There were several ways to get improvements in speed and range and they all have their merits. Sikorsky, for example, bet on coaxial helicopter technology (see Sikorsky S-69 ABC and X-2). Lockheed spent a bunch of time on compound helicopters (like the XH-51 and AH-56 Cheyenne). Piasecki/Vertol/Boeing got good at tandem rotor machines (like the CH-46 and CH-47). Bell tried their hand at tilt-rotor machines.
It all started with the Bell Model 200. Well, actually it started in the 1930s with the British patent for the Baynes Helicopter (never built), which preceded the Transcendental Model 1-G. The 1-G was the first flying tilt-rotor and it completed about 100 test flights before it was crashed into Chesapeake Bay. Bummer.
Bell XV-3
Enter Bell Aircraft. In 1951, before the 1-G got into the air, the US Army and the US Air Force released an RFP (Request For Proposal) which led Bell to dump a bunch of engineering horsepower (and cash) on this wacky “convertiplane” concept. Bell designed and built a machine called the Model 200, which was given the “X Plane” designation of XV-3. The purpose of the XV-3 was to prove that a convertiplane (later called a tilt-rotor) could be practical and controlled. It wasn’t necessarily meant to push the limits… yet…
The XV-3 first flew (in helicopter mode) in 1955. It vibrated badly due to a little thing called rotor dynamic instability. Several ground tests and a series of wind tunnel tests (where the whole aircraft was mounted and flown in the NASA Ames 40x80 wind tunnel) were performed and several proprotor (the whirly thing at the end of the wing) configurations were used. Once the engineers understood the causes of the vibrations, they were able to modify the design and then flew the crap out of the thing.
From 1955 to 1968 the XV-3 was flight tested up to speeds of about 155 knots, successfully completing over 100 conversions from helicopter mode to airplane mode and back. More importantly, the XV-3 program taught engineers and researchers to respect things like aeroelastic whirl flutter and instability. These lessons would prove to be critical in the years to come.
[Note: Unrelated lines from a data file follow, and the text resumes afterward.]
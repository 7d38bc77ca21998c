//! Builder pattern for bridge configuration.
//!
//! Provides a fluent API for configuring and creating [`Bridge`] instances.
//!
//! # Example
//!
//! ```
//! use std::sync::Arc;
//!
//! use socket_bridge::{Bridge, ManualScheduler};
//!
//! # fn example() -> socket_bridge::Result<()> {
//! let bridge = Bridge::builder()
//!     .scheduler(Arc::new(ManualScheduler::new()))
//!     .caller_url("https://example.com/app")
//!     .build()?;
//! # Ok(())
//! # }
//! # example().unwrap();
//! ```

// ============================================================================
// Imports
// ============================================================================

use std::sync::Arc;

use url::Url;

use crate::error::{Error, Result};
use crate::transport::Scheduler;

use super::config::BridgeConfig;
use super::core::Bridge;

// ============================================================================
// BridgeBuilder
// ============================================================================

/// Builder for configuring a [`Bridge`] instance.
///
/// Use [`Bridge::builder()`] to create a new builder.
#[derive(Default, Clone)]
pub struct BridgeBuilder {
    /// Scheduler driving deferred work.
    scheduler: Option<Arc<dyn Scheduler>>,
    /// Settings applied on readiness.
    config: BridgeConfig,
}

// ============================================================================
// BridgeBuilder Implementation
// ============================================================================

impl BridgeBuilder {
    /// Creates a new builder with no scheduler and default settings.
    #[inline]
    #[must_use]
    pub fn new() -> Self {
        Self::default()
    }

    /// Sets the scheduler that runs deferred work.
    ///
    /// # Arguments
    ///
    /// * `scheduler` - e.g. a [`ManualScheduler`](crate::ManualScheduler)
    ///   or [`ChannelScheduler`](crate::ChannelScheduler)
    #[inline]
    #[must_use]
    pub fn scheduler(mut self, scheduler: Arc<dyn Scheduler>) -> Self {
        self.scheduler = Some(scheduler);
        self
    }

    /// Sets the caller URL reported to the transport.
    #[inline]
    #[must_use]
    pub fn caller_url(mut self, url: impl Into<String>) -> Self {
        self.config.caller_url = Some(url.into());
        self
    }

    /// Enables or disables transport debug output.
    #[inline]
    #[must_use]
    pub fn debug(mut self, debug: bool) -> Self {
        self.config.debug = debug;
        self
    }

    /// Adds a policy file to load once the transport is ready.
    #[inline]
    #[must_use]
    pub fn policy_file(mut self, url: impl Into<String>) -> Self {
        self.config.policy_files.push(url.into());
        self
    }

    /// Replaces all settings at once.
    #[inline]
    #[must_use]
    pub fn config(mut self, config: BridgeConfig) -> Self {
        self.config = config;
        self
    }

    /// Builds the bridge with validation.
    ///
    /// # Errors
    ///
    /// - [`Error::Config`] if no scheduler was set
    /// - [`Error::Url`] if the caller URL is not an absolute URL
    pub fn build(self) -> Result<Bridge> {
        let scheduler = self.validate_scheduler()?;
        self.validate_caller_url()?;

        Ok(Bridge::new(self.config, scheduler))
    }
}

// ============================================================================
// Validation
// ============================================================================

impl BridgeBuilder {
    /// Validates the scheduler configuration.
    fn validate_scheduler(&self) -> Result<Arc<dyn Scheduler>> {
        self.scheduler.clone().ok_or_else(|| {
            Error::config(
                "A scheduler is required. Use .scheduler() to set it.\n\
                 Example: Bridge::builder().scheduler(Arc::new(ManualScheduler::new()))",
            )
        })
    }

    /// Validates the caller URL, if set.
    fn validate_caller_url(&self) -> Result<()> {
        if let Some(ref url) = self.config.caller_url {
            Url::parse(url)?;
        }
        Ok(())
    }
}

// ============================================================================
// Tests
// ============================================================================
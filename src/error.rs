//! Error types for the socket bridge.
//!
//! This module defines all error types used throughout the crate.
//!
//! # Usage
//!
//! All fallible operations return [`Result<T>`] which uses [`Error`]:
//!
//! ```ignore
//! use socket_bridge::{Result, WebSocket};
//!
//! fn greet(socket: &WebSocket) -> Result<()> {
//!     if !socket.send("hello")? {
//!         // Transport buffer is full, retry later.
//!     }
//!     Ok(())
//! }
//! ```
//!
//! # Error Categories
//!
//! | Category | Variants |
//! |----------|----------|
//! | Usage | [`Error::InvalidState`], [`Error::InvalidUrl`], [`Error::IdsExhausted`] |
//! | Configuration | [`Error::Config`] |
//! | Transport | [`Error::TransportNotReady`], [`Error::Protocol`] |
//! | Payload | [`Error::Decode`] |
//! | External | [`Error::Json`], [`Error::Url`] |

// ============================================================================
// Imports
// ============================================================================

use std::result::Result as StdResult;

use thiserror::Error;

use crate::identifiers::SocketId;
use crate::socket::ReadyState;

// ============================================================================
// Result Alias
// ============================================================================

/// Result type alias using crate [`enum@Error`].
///
/// All fallible operations in this crate return this type.
pub type Result<T> = StdResult<T, Error>;

// ============================================================================
// Error Enum
// ============================================================================

/// Main error type for the crate.
///
/// Each variant includes relevant context for debugging.
#[derive(Error, Debug)]
pub enum Error {
    // ========================================================================
    // Usage Errors
    // ========================================================================
    /// Operation not allowed in the socket's current state.
    ///
    /// Returned by `send` while the socket is still connecting.
    #[error("Invalid state: socket {socket_id} is {state}, {operation} not allowed")]
    InvalidState {
        /// Socket the operation was attempted on.
        socket_id: SocketId,
        /// State at the time of the call.
        state: ReadyState,
        /// Name of the rejected operation.
        operation: &'static str,
    },

    /// Every socket id this bridge can hand out has been used.
    ///
    /// Ids are never recycled, so no further sockets can be created.
    #[error("Socket id space exhausted")]
    IdsExhausted,

    /// Target address is not a usable WebSocket URL.
    #[error("Invalid URL '{url}': {message}")]
    InvalidUrl {
        /// The rejected address.
        url: String,
        /// Why it was rejected.
        message: String,
    },

    // ========================================================================
    // Configuration Errors
    // ========================================================================
    /// Configuration error.
    ///
    /// Returned when bridge configuration is incomplete or invalid.
    #[error("Configuration error: {message}")]
    Config {
        /// Description of the configuration error.
        message: String,
    },

    // ========================================================================
    // Transport Errors
    // ========================================================================
    /// The transport handle has not signalled readiness yet.
    #[error("Transport not ready")]
    TransportNotReady,

    /// Transport delivered something the bridge cannot interpret.
    #[error("Protocol error: {message}")]
    Protocol {
        /// Description of the protocol violation.
        message: String,
    },

    // ========================================================================
    // Payload Errors
    // ========================================================================
    /// Percent-decoding of an inbound payload failed.
    #[error("Decode error: {message}")]
    Decode {
        /// Description of the decoding failure.
        message: String,
    },

    // ========================================================================
    // External Errors
    // ========================================================================
    /// JSON serialization error.
    #[error("JSON error: {0}")]
    Json(#[from] serde_json::Error),

    /// URL parse error.
    #[error("URL error: {0}")]
    Url(#[from] url::ParseError),
}

// ============================================================================
// Error Constructors
// ============================================================================

impl Error {
    /// Creates an invalid state error.
    #[inline]
    pub fn invalid_state(socket_id: SocketId, state: ReadyState, operation: &'static str) -> Self {
        Self::InvalidState {
            socket_id,
            state,
            operation,
        }
    }

    /// Creates an invalid URL error.
    #[inline]
    pub fn invalid_url(url: impl Into<String>, message: impl Into<String>) -> Self {
        Self::InvalidUrl {
            url: url.into(),
            message: message.into(),
        }
    }

    /// Creates a configuration error.
    #[inline]
    pub fn config(message: impl Into<String>) -> Self {
        Self::Config {
            message: message.into(),
        }
    }

    /// Creates a protocol error.
    #[inline]
    pub fn protocol(message: impl Into<String>) -> Self {
        Self::Protocol {
            message: message.into(),
        }
    }

    /// Creates a decode error.
    #[inline]
    pub fn decode(message: impl Into<String>) -> Self {
        Self::Decode {
            message: message.into(),
        }
    }
}

// ============================================================================
// Error Predicates
// ============================================================================

impl Error {
    /// Returns `true` if this is an invalid state error.
    #[inline]
    #[must_use]
    pub fn is_invalid_state(&self) -> bool {
        matches!(self, Self::InvalidState { .. })
    }

    /// Returns `true` if this error came from malformed transport input.
    #[inline]
    #[must_use]
    pub fn is_transport_input_error(&self) -> bool {
        matches!(
            self,
            Self::Protocol { .. } | Self::Decode { .. } | Self::Json(_)
        )
    }

    /// Returns `true` if this error is recoverable.
    ///
    /// Recoverable errors may succeed once the caller waits for the socket
    /// to open or for the transport to become ready.
    #[inline]
    #[must_use]
    pub fn is_recoverable(&self) -> bool {
        matches!(
            self,
            Self::InvalidState {
                state: ReadyState::Connecting,
                ..
            } | Self::TransportNotReady
        )
    }
}

// ============================================================================
// Tests
// ============================================================================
http://www.nationalmuseum.af.mil/factsheets/fac…
http://en.wikipedia.org/wiki/Bell_XV-3
Bell XV-15
In the early 1970s, NASA and the Army teamed up to form the Tilt Rotor Research Aircraft (TRRA) Project Office. The XV-3 program had inspired some pretty smart people at the NASA Ames Research Center to push for a new aircraft to further develop the technology. The major product of the TRRA Project Office would end up being the Bell XV-15.
At first glance, it’s immediately clear that the XV-15 was much more modern than the grand-pappy XV-3. While the earlier machine had a single radial engine in the fuselage, the XV-15 had the now-familiar turbine engines mounted in wing-tip nacelles. They were interconnected through a clever third transmission in the center of the aircraft so that if one engine was lost, power could be transmitted from the remaining engine to prevent asymmetric lift or thrust.
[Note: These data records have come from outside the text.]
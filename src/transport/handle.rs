//! Transport handle contract.
//!
//! The transport runtime is an external collaborator. It loads on its own
//! schedule and exposes a narrow synchronous call surface keyed by socket
//! id. This module defines that surface as a trait; the bridge never
//! depends on how it is implemented.

// ============================================================================
// Imports
// ============================================================================

use crate::identifiers::SocketId;
use crate::protocol::RawNotification;

// ============================================================================
// CreateRequest
// ============================================================================

/// Arguments of a transport-level `create` call.
#[derive(Debug, Clone, PartialEq, Eq)]
pub struct CreateRequest {
    /// Target WebSocket URL.
    pub url: String,
    /// Requested sub-protocols, possibly empty.
    pub protocols: Vec<String>,
    /// Proxy host, if any.
    pub proxy_host: Option<String>,
    /// Proxy port, `0` when no proxy is used.
    pub proxy_port: u16,
    /// Extra handshake headers, already formatted for the transport.
    pub headers: Option<String>,
}

// ============================================================================
// TransportHandle
// ============================================================================

/// The single process-wide transport object.
///
/// All sockets funnel through one handle. Calls for distinct ids may be
/// interleaved arbitrarily after readiness.
pub trait TransportHandle: Send + Sync {
    /// Opens a transport-level connection for `id`.
    fn create(&self, id: SocketId, request: &CreateRequest);

    /// Hands an encoded payload to the transport.
    ///
    /// Returns a negative value when the whole payload was accepted,
    /// otherwise the number of bytes the transport could not yet buffer.
    fn send(&self, id: SocketId, encoded_payload: &str) -> i64;

    /// Starts closing the connection for `id`.
    fn close(&self, id: SocketId);

    /// Loads a socket policy file. Best effort.
    fn load_policy_file(&self, url: &str);

    /// Returns every notification available right now, in transport order.
    fn receive_notifications(&self) -> Vec<RawNotification>;

    /// Tells the transport which page is using it.
    fn set_caller_url(&self, _url: &str) {}

    /// Enables or disables transport-side debug output.
    fn set_debug(&self, _debug: bool) {}
}
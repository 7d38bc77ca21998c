//! Transport boundary.
//!
//! This module holds everything between the bridge and the external
//! transport runtime: the handle contract, the queue that absorbs calls
//! made before the runtime has loaded, and the next-turn scheduler.
//!
//! # Architecture
//!
//! ```text
//! ┌─────────────────┐                              ┌─────────────────┐
//! │  WebSocket      │   create / send / close      │  Transport      │
//! │  (facade)       │─────► TaskQueue ────────────►│  Handle         │
//! │                 │                              │  (plugin)       │
//! │  Bridge         │◄──── RawNotification batch ──│                 │
//! └─────────────────┘                              └─────────────────┘
//! ```
//!
//! # Modules
//!
//! | Module | Description |
//! |--------|-------------|
//! | `handle` | Transport handle trait and create arguments |
//! | `queue` | Deferred task queue |
//! | `scheduler` | Next-turn scheduling and cancellation |

// ============================================================================
// Submodules
// ============================================================================

/// Transport handle contract.
pub mod handle;

/// Deferred task queue.
pub mod queue;

/// Next-turn scheduling.
pub mod scheduler;

// ============================================================================
// Re-exports
// ============================================================================

pub use handle::{CreateRequest, TransportHandle};
pub use queue::{TaskQueue, TransportTask};
pub use scheduler::{
    ChannelScheduler, ManualScheduler, PendingTask, Scheduler, SchedulerLoop, Task,
};
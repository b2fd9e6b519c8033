//! Redis-backed big segment store.
//!
//! Layout, under the optional configured prefix: a string key for the
//! cursor, a string key for the synchronized timestamp, an activity marker
//! key written on every commit, and one set per (direction, user) holding
//! the segment IDs that currently include or exclude that user.

use crate::patch::Patch;
use crate::store::{BigSegmentStore, RedisStoreConfig, Result, StoreError, UnixMillis, prefixed_key};
use async_trait::async_trait;
use redis::AsyncCommands;
use redis::aio::MultiplexedConnection;
use tokio::sync::Mutex;

const CURSOR_KEY: &str = "big_segments_cursor";
const SYNCHRONIZED_KEY: &str = "big_segments_synchronized_on";
const LOCK_KEY: &str = "big_segments_lock";
const INCLUDE_KEY_PREFIX: &str = "big_segments_user_include";
const EXCLUDE_KEY_PREFIX: &str = "big_segments_user_exclude";

pub struct RedisBigSegmentStore {
    // The transaction in apply_patch relies on WATCH, which is connection
    // state; the mutex keeps this store's commands from interleaving on the
    // shared multiplexed connection.
    conn: Mutex<MultiplexedConnection>,
    prefix: String,
}

impl RedisBigSegmentStore {
    pub async fn new(config: &RedisStoreConfig) -> Result<Self> {
        let client = redis::Client::open(config.url.as_str())?;
        let conn = client.get_multiplexed_async_connection().await?;
        tracing::debug!(url = %config.url, prefix = %config.prefix, "Connected Redis big segment store");
        Ok(RedisBigSegmentStore {
            conn: Mutex::new(conn),
            prefix: config.prefix.clone(),
        })
    }

    fn key(&self, name: &str) -> String {
        prefixed_key(&self.prefix, name)
    }

    fn include_key(&self, user_key: &str) -> String {
        self.key(&format!("{INCLUDE_KEY_PREFIX}:{user_key}"))
    }

    fn exclude_key(&self, user_key: &str) -> String {
        self.key(&format!("{EXCLUDE_KEY_PREFIX}:{user_key}"))
    }
}

#[async_trait]
impl BigSegmentStore for RedisBigSegmentStore {
    async fn apply_patch(&self, patch: &Patch) -> Result<bool> {
        let mut conn = self.conn.lock().await;
        let cursor_key = self.key(CURSOR_KEY);

        // Optimistic transaction: watch the cursor, read it, and commit the
        // mutations only if no other writer advanced it in between.
        let _: () = redis::cmd("WATCH")
            .arg(&cursor_key)
            .query_async(&mut *conn)
            .await?;

        let stored: Option<String> = conn.get(&cursor_key).await?;
        if stored.unwrap_or_default() != patch.previous_version {
            let _: () = redis::cmd("UNWATCH").query_async(&mut *conn).await?;
            return Ok(false);
        }

        let mut pipe = redis::pipe();
        pipe.atomic();
        pipe.set(self.key(LOCK_KEY), "").ignore();
        pipe.set(&cursor_key, &patch.version).ignore();
        for user_key in &patch.changes.included.add {
            pipe.sadd(self.include_key(user_key), &patch.segment_id).ignore();
        }
        for user_key in &patch.changes.included.remove {
            pipe.srem(self.include_key(user_key), &patch.segment_id).ignore();
        }
        for user_key in &patch.changes.excluded.add {
            pipe.sadd(self.exclude_key(user_key), &patch.segment_id).ignore();
        }
        for user_key in &patch.changes.excluded.remove {
            pipe.srem(self.exclude_key(user_key), &patch.segment_id).ignore();
        }

        // EXEC replies nil when the watched cursor changed under us. That is
        // the same stale-cursor outcome as the explicit comparison above;
        // the synchronizer simply resynchronizes.
        let committed: Option<()> = pipe.query_async(&mut *conn).await?;
        Ok(committed.is_some())
    }

    async fn get_cursor(&self) -> Result<String> {
        let mut conn = self.conn.lock().await;
        let cursor: Option<String> = conn.get(self.key(CURSOR_KEY)).await?;
        Ok(cursor.unwrap_or_default())
    }

    async fn set_synchronized_on(&self, timestamp: UnixMillis) -> Result<()> {
        let mut conn = self.conn.lock().await;
        let _: () = conn
            .set(self.key(SYNCHRONIZED_KEY), timestamp.to_string())
            .await?;
        Ok(())
    }

    async fn get_synchronized_on(&self) -> Result<Option<UnixMillis>> {
        let mut conn = self.conn.lock().await;
        let raw: Option<String> = conn.get(self.key(SYNCHRONIZED_KEY)).await?;
        match raw {
            None => Ok(None),
            Some(value) => value.parse().map(Some).map_err(|_| {
                StoreError::MalformedValue(format!("non-numeric synchronized timestamp: {value}"))
            }),
        }
    }

    async fn close(&self) -> Result<()> {
        // The multiplexed connection shuts down when the store is dropped.
        Ok(())
    }
}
It’s important to note that having the engines rotate about 90 degrees is a tricky thing. You have to take lubrication scavenging at lots of extreme angles into account, as well as fuel and hydraulic flow. There was also a need to have transmission stacks in each nacelle to match the engine output shaft speed with the proprotor speed. For those of you counting, there were 5 transmissions in the aircraft: two in each nacelle and that magic center transmission in the center fuselage.
Other cool features of the XV-15: ejections seats and an on-board Data Acquisition System (DAS). The latter item is really one of the most important parts of the program. You see, the whole point of a flight test program is to gather data. That is your product. That’s what you’re buying with all this hardware and time. The DAS was a computer that collected insane amounts of information from strain gages, accelerometers, thermocouples, and aircraft instruments. It’s an important feature, to say the least. Best of all, it was small enough to fit neatly in the back of a small-ish flying machine.
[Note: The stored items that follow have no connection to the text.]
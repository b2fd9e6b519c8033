use bigsegments::store::StoreConfig;
use serde::Deserialize;
use std::collections::HashSet;
use thiserror::Error;
use url::Url;

#[derive(Error, Debug, PartialEq)]
pub enum ValidationError {
    #[error("environment name cannot be empty")]
    EmptyEnvironmentName,

    #[error("duplicate environment name: {0}")]
    DuplicateEnvironment(String),

    #[error("environment {0} has an empty SDK key")]
    EmptySdkKey(String),

    #[error("invalid URI: {0}")]
    InvalidUri(String),
}

/// Relay process configuration, loaded from a YAML file.
#[derive(Clone, Debug, Deserialize, PartialEq)]
pub struct Config {
    /// Base URI of the flag-delivery polling service.
    pub base_uri: String,
    /// Base URI of the flag-delivery streaming service.
    pub stream_uri: String,
    /// Enables payload-level TRACE logging in the synchronizers.
    #[serde(default)]
    pub trace_logging: bool,
    pub environments: Vec<EnvironmentConfig>,
}

#[derive(Clone, Debug, Deserialize, PartialEq)]
pub struct EnvironmentConfig {
    pub name: String,
    pub sdk_key: String,
    /// Big segment store backend; omit to disable big segments for this
    /// environment.
    #[serde(default)]
    pub big_segments: Option<StoreConfig>,
}

impl Config {
    /// Validates the relay configuration
    pub fn validate(&self) -> Result<(), ValidationError> {
        for uri in [&self.base_uri, &self.stream_uri] {
            Url::parse(uri).map_err(|err| ValidationError::InvalidUri(format!("{uri}: {err}")))?;
        }

        let mut names = HashSet::new();
        for environment in &self.environments {
            if environment.name.is_empty() {
                return Err(ValidationError::EmptyEnvironmentName);
            }
            if !names.insert(&environment.name) {
                return Err(ValidationError::DuplicateEnvironment(
                    environment.name.clone(),
                ));
            }
            if environment.sdk_key.is_empty() {
                return Err(ValidationError::EmptySdkKey(environment.name.clone()));
            }
        }

        Ok(())
    }
}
The first flight of the XV-15 was in 1977 at the Bell Helicopter Flight Test Center in Texas. Bell and Army/NASA test pilots evaluated the aircraft handling qualities and determined it acted exactly as expected. That is to say, it was forgiving, smooth, and easy to fly. This was important since in the 1970s you couldn’t just walk into the local pilot’s lounge and find a guy who could fly a tilt-rotor. There was no POH. No owner’s manual. Just educated guesses about what would happen.
After a planned entry in the 40x80 wind tunnel in 1978, the flight test program kicked into full swing with two aircraft being built (N702NA and N703NA). As the flight test program continued, experiments to really understand the capabilities of tilt-rotor aircraft were performed and a clear operating envelope was developed. In addition, a collection of “best practices” and “lessons learned” was compiled and carefully archived. This information would prove to be priceless towards the end of the 20 th Century when tilt-rotor aircraft really became mature.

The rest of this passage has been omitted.